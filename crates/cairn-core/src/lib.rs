// Copyright 2025 eraflo
//
// Licensed under the Apache License, Version 2.0 (the "License");
// you may not use this file except in compliance with the License.
// You may obtain a copy of the License at
//
//     http://www.apache.org/licenses/LICENSE-2.0
//
// Unless required by applicable law or agreed to in writing, software
// distributed under the License is distributed on an "AS IS" BASIS,
// WITHOUT WARRANTIES OR CONDITIONS OF ANY KIND, either express or implied.
// See the License for the specific language governing permissions and
// limitations under the License.

//! # Cairn Core
//!
//! Foundational crate containing the contracts shared by every layer of the
//! resource cache: what an asset is, how paths become cache keys, how long an
//! entry lives, and what a loading backend must provide.

#![warn(missing_docs)]

pub mod asset;
pub mod backend;
pub mod error;

pub use asset::{
    normalize, normalize_key, Asset, AssetHandle, BinaryAsset, Lifetime, PayloadType, TextAsset,
    DEFAULT_LIFETIME_SECS,
};
pub use backend::{AssetBackend, LoadMode};
pub use error::LoadError;
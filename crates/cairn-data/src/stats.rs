// Copyright 2025 eraflo
//
// Licensed under the Apache License, Version 2.0 (the "License");
// you may not use this file except in compliance with the License.
// You may obtain a copy of the License at
//
//     http://www.apache.org/licenses/LICENSE-2.0
//
// Unless required by applicable law or agreed to in writing, software
// distributed under the License is distributed on an "AS IS" BASIS,
// WITHOUT WARRANTIES OR CONDITIONS OF ANY KIND, either express or implied.
// See the License for the specific language governing permissions and
// limitations under the License.

use serde::{Deserialize, Serialize};

/// Counters describing how the cache has been used.
#[derive(Debug, Clone, Copy, Default, PartialEq, Eq, Serialize, Deserialize)]
pub struct CacheStats {
    /// Entries currently stored.
    pub entries: usize,
    /// Requests answered from the store.
    pub hits: u64,
    /// Requests that had to go to a backend.
    pub misses: u64,
    /// Asynchronous requests that joined an already pending backend call.
    pub coalesced: u64,
    /// Backend calls that produced nothing.
    pub failures: u64,
    /// Entries removed by the sweep.
    pub evictions: u64,
}

impl CacheStats {
    /// Fraction of requests answered from the store, 0.0 when idle.
    pub fn hit_ratio(&self) -> f64 {
        let total = self.hits + self.misses;
        if total == 0 {
            0.0
        } else {
            self.hits as f64 / total as f64
        }
    }
}
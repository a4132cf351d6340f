// Copyright 2025 eraflo
//
// Licensed under the Apache License, Version 2.0 (the "License");
// you may not use this file except in compliance with the License.
// You may obtain a copy of the License at
//
//     http://www.apache.org/licenses/LICENSE-2.0
//
// Unless required by applicable law or agreed to in writing, software
// distributed under the License is distributed on an "AS IS" BASIS,
// WITHOUT WARRANTIES OR CONDITIONS OF ANY KIND, either express or implied.
// See the License for the specific language governing permissions and
// limitations under the License.

//! Text-specialized loads and the raw byte read that bypasses the cache.

use super::{report, LoadCoordinator, LoadTicket};
use cairn_core::asset::{AssetHandle, PayloadType, TextAsset};
use std::path::Path;

fn text_of(path: &str, handle: &AssetHandle) -> Option<String> {
    match handle.downcast_ref::<TextAsset>() {
        Some(asset) => Some(asset.text().to_string()),
        None => {
            log::warn!(
                "Asset '{path}' holds a {}, not text",
                handle.payload_type()
            );
            None
        }
    }
}

impl LoadCoordinator {
    /// Loads `path` as text, blocking on a miss.
    pub fn load_text(&self, path: &str) -> Option<String> {
        self.load_sync(path, PayloadType::of::<TextAsset>())
            .and_then(|handle| text_of(path, &handle))
    }

    /// Loads `path` as text, falling back to an empty string (and a warning)
    /// when it cannot be loaded.
    pub fn read_text(&self, path: &str) -> String {
        self.load_text(path).unwrap_or_else(|| {
            log::warn!("Failed to read text file '{path}'");
            String::new()
        })
    }

    /// Loads `path` as text without blocking and hands `(name, text)` to
    /// `on_complete`.
    pub fn load_text_async<F>(&self, path: &str, name: &str, on_complete: F) -> LoadTicket
    where
        F: FnOnce(&str, Option<String>) + Send + 'static,
    {
        let owned_path = path.to_string();
        let name = name.to_string();
        self.load_async(path, PayloadType::of::<TextAsset>(), move |handle| {
            let text = handle.and_then(|handle| text_of(&owned_path, &handle));
            on_complete(&name, text);
        })
    }

    /// Reads the file at `path` straight from storage and hands `(name, bytes)`
    /// to `on_complete`, blocking the caller.
    ///
    /// For files outside the bundled resources: the cache and the backends
    /// are never consulted and nothing is cached.
    pub fn read_raw<F>(&self, path: impl AsRef<Path>, name: &str, on_complete: F)
    where
        F: FnOnce(&str, Option<Vec<u8>>),
    {
        let bytes = cairn_io::read_raw(path).map_err(|err| report(&err)).ok();
        on_complete(name, bytes);
    }

    /// Non-blocking form of [`LoadCoordinator::read_raw`]; `on_complete` runs
    /// on a runtime worker thread.
    pub fn read_raw_async<F>(&self, path: impl AsRef<Path>, name: &str, on_complete: F)
    where
        F: FnOnce(&str, Option<Vec<u8>>) + Send + 'static,
    {
        let path = path.as_ref().to_path_buf();
        let name = name.to_string();
        self.runtime.spawn(async move {
            let bytes = cairn_io::read_raw_async(&path)
                .await
                .map_err(|err| report(&err))
                .ok();
            on_complete(&name, bytes);
        });
    }
}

AIM OF THE EXERCISE —
With the line holding "on_complete(&name, text);" as the first and the line holding "let bytes = cairn_io::read_raw(path).map_err(|err|" as the last, please transcribe exactly the lines of the material above in that range and nothing else.

RESPONSE TO THE TASK —
            on_complete(&name, text);
        })
    }

    /// Reads the file at `path` straight from storage and hands `(name, bytes)`
    /// to `on_complete`, blocking the caller.
    ///
    /// For files outside the bundled resources: the cache and the backends
    /// are never consulted and nothing is cached.
    pub fn read_raw<F>(&self, path: impl AsRef<Path>, name: &str, on_complete: F)
    where
        F: FnOnce(&str, Option<Vec<u8>>),
    {
        let bytes = cairn_io::read_raw(path).map_err(|err| report(&err)).ok();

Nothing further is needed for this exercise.